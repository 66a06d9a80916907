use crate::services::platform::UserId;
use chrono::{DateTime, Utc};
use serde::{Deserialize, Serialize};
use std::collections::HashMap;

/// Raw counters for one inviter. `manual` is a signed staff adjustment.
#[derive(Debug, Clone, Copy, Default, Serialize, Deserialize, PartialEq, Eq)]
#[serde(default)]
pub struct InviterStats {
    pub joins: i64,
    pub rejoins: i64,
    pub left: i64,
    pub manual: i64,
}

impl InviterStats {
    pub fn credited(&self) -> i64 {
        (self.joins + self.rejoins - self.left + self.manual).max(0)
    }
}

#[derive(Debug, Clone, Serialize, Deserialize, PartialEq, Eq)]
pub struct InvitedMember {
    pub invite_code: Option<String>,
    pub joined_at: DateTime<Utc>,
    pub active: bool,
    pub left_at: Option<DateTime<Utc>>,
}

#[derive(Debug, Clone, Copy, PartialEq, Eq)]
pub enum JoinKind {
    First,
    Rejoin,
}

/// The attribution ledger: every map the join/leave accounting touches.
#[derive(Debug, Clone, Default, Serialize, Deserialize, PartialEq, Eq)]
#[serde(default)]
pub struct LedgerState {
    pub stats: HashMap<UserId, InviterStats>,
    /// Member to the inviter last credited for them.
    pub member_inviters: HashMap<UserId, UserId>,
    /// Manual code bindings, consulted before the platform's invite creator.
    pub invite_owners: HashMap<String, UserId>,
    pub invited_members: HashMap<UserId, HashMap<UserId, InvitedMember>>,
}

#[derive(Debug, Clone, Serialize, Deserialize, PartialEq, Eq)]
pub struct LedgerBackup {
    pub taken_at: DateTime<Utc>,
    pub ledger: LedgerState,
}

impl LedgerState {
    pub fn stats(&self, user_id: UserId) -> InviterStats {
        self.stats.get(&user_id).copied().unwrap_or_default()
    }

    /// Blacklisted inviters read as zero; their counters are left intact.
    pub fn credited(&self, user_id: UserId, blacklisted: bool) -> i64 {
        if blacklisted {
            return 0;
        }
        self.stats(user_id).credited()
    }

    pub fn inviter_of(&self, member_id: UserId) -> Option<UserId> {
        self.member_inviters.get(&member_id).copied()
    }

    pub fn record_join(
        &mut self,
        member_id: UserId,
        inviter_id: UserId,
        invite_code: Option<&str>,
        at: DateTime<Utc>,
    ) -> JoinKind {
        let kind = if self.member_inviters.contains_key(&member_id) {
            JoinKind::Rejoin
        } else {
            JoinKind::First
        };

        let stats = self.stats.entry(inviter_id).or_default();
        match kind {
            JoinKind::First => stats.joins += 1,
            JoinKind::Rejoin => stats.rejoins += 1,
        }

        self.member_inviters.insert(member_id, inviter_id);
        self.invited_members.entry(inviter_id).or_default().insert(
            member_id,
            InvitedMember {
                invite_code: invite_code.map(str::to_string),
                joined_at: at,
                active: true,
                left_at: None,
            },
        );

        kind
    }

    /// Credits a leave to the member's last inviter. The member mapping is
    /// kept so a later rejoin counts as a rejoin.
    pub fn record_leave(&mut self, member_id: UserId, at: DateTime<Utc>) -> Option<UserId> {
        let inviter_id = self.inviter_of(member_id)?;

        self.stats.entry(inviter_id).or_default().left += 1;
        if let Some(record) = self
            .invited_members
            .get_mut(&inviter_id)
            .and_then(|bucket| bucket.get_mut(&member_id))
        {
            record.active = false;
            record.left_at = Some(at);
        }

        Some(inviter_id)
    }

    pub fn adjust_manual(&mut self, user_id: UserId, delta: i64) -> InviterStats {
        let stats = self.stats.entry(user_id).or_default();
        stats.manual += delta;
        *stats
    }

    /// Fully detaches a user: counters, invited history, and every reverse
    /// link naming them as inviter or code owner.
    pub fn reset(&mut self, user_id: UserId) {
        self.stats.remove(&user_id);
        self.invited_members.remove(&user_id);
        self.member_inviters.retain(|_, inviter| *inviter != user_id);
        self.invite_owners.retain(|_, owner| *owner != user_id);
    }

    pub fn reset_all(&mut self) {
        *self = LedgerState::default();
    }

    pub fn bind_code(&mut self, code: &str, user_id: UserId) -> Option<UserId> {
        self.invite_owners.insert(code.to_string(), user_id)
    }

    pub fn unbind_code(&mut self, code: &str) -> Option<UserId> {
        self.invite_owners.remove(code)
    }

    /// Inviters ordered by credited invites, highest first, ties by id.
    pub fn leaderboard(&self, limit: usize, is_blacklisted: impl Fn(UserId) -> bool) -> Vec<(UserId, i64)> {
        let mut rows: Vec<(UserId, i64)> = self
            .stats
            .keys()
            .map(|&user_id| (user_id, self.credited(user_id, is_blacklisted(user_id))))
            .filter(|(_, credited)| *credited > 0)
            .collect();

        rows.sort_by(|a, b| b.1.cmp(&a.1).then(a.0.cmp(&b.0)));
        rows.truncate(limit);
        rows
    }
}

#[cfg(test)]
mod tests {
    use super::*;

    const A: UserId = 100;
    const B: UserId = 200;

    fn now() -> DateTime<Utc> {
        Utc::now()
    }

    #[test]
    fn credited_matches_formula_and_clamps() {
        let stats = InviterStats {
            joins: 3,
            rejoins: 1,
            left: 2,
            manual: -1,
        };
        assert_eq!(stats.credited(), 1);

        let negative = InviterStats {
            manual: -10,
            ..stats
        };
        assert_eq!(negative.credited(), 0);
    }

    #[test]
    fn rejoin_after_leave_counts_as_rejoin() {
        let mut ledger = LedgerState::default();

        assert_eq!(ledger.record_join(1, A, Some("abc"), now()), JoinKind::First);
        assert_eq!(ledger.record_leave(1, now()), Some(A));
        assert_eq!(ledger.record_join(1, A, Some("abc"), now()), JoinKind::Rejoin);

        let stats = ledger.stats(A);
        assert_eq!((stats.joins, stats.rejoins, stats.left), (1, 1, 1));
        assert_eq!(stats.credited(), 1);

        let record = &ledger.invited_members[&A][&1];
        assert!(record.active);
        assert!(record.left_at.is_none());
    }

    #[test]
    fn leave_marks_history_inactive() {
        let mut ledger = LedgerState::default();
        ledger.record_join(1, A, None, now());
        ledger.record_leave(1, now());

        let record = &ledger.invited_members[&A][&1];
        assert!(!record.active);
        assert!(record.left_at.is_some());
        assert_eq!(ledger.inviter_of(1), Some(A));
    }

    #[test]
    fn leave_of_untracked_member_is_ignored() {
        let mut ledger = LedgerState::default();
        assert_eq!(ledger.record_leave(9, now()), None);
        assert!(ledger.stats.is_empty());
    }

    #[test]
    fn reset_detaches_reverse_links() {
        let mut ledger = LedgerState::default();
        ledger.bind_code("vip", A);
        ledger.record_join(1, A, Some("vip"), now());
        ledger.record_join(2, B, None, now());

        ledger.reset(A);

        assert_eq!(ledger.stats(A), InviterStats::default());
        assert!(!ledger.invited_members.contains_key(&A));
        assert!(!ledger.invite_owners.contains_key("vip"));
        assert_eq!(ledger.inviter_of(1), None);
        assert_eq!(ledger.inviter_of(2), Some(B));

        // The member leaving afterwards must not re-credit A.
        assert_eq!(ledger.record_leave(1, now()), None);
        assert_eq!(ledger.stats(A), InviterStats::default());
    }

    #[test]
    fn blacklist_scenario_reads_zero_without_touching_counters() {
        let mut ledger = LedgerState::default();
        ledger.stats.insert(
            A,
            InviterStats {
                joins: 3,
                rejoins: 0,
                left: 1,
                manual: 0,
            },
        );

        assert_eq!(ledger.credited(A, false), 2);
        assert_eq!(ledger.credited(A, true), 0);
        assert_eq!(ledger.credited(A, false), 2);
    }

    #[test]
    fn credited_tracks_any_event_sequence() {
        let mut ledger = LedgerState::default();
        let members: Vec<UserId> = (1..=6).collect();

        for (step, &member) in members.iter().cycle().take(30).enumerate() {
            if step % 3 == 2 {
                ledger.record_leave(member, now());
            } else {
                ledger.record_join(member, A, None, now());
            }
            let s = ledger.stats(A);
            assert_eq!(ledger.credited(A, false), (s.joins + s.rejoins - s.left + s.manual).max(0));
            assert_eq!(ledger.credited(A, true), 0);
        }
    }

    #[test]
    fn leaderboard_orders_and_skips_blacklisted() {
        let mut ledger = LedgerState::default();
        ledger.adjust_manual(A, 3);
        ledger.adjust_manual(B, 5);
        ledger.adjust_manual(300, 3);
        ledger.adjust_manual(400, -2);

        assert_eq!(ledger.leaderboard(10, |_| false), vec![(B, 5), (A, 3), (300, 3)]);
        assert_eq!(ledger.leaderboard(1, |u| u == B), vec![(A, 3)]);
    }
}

+++

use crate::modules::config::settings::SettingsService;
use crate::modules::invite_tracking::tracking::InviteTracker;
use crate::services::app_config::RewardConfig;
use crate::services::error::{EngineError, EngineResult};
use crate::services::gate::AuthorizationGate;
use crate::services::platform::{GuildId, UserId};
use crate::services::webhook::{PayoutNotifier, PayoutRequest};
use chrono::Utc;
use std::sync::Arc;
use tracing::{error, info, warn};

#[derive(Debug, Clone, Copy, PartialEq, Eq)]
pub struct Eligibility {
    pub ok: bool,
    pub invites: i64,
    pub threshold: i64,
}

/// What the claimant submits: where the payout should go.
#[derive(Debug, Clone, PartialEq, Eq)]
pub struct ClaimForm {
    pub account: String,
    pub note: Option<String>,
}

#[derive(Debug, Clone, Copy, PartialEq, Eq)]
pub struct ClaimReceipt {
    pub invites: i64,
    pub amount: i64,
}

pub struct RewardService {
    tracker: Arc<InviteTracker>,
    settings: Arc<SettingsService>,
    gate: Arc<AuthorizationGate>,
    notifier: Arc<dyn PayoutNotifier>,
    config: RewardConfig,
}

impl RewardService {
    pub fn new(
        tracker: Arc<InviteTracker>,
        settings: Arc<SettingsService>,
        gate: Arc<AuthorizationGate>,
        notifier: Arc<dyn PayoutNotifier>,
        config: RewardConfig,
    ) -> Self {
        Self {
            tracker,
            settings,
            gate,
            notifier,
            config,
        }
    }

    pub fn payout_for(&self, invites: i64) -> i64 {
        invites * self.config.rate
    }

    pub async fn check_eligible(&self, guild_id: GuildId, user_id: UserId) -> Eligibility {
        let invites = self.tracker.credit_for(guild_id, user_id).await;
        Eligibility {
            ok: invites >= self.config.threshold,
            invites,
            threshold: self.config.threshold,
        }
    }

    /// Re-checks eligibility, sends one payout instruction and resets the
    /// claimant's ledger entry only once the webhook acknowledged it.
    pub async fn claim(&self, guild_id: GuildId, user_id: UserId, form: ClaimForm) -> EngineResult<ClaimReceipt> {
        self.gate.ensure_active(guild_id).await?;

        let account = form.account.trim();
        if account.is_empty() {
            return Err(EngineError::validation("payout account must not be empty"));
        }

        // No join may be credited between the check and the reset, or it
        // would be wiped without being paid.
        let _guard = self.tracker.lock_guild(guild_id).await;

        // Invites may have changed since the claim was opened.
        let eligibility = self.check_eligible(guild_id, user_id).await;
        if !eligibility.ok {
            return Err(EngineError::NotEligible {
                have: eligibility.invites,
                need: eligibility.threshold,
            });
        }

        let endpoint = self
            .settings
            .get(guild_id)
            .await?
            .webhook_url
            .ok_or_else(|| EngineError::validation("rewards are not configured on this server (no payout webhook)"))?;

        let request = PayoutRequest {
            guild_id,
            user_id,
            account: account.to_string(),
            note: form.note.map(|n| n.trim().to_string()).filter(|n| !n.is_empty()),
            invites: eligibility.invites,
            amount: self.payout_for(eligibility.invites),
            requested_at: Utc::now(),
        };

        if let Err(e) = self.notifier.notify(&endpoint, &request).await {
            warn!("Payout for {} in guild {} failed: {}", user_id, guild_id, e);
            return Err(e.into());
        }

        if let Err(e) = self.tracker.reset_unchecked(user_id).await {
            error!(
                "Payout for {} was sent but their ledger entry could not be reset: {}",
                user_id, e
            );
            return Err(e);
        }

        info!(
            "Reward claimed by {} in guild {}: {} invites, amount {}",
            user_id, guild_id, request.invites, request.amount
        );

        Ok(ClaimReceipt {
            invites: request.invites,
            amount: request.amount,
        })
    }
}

+++

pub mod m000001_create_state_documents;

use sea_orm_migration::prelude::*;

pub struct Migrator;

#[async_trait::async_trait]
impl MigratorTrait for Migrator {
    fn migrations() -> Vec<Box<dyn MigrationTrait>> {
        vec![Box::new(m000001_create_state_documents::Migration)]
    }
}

+++

Could you filter the entries above for lines holding the string "crate" and copy them?

use crate::services::platform::UserId;
use crate::modules::config::settings::SettingsService;
use crate::modules::invite_tracking::tracking::InviteTracker;
use crate::services::app_config::RewardConfig;
use crate::services::error::{EngineError, EngineResult};
use crate::services::gate::AuthorizationGate;
use crate::services::platform::{GuildId, UserId};
use crate::services::webhook::{PayoutNotifier, PayoutRequest};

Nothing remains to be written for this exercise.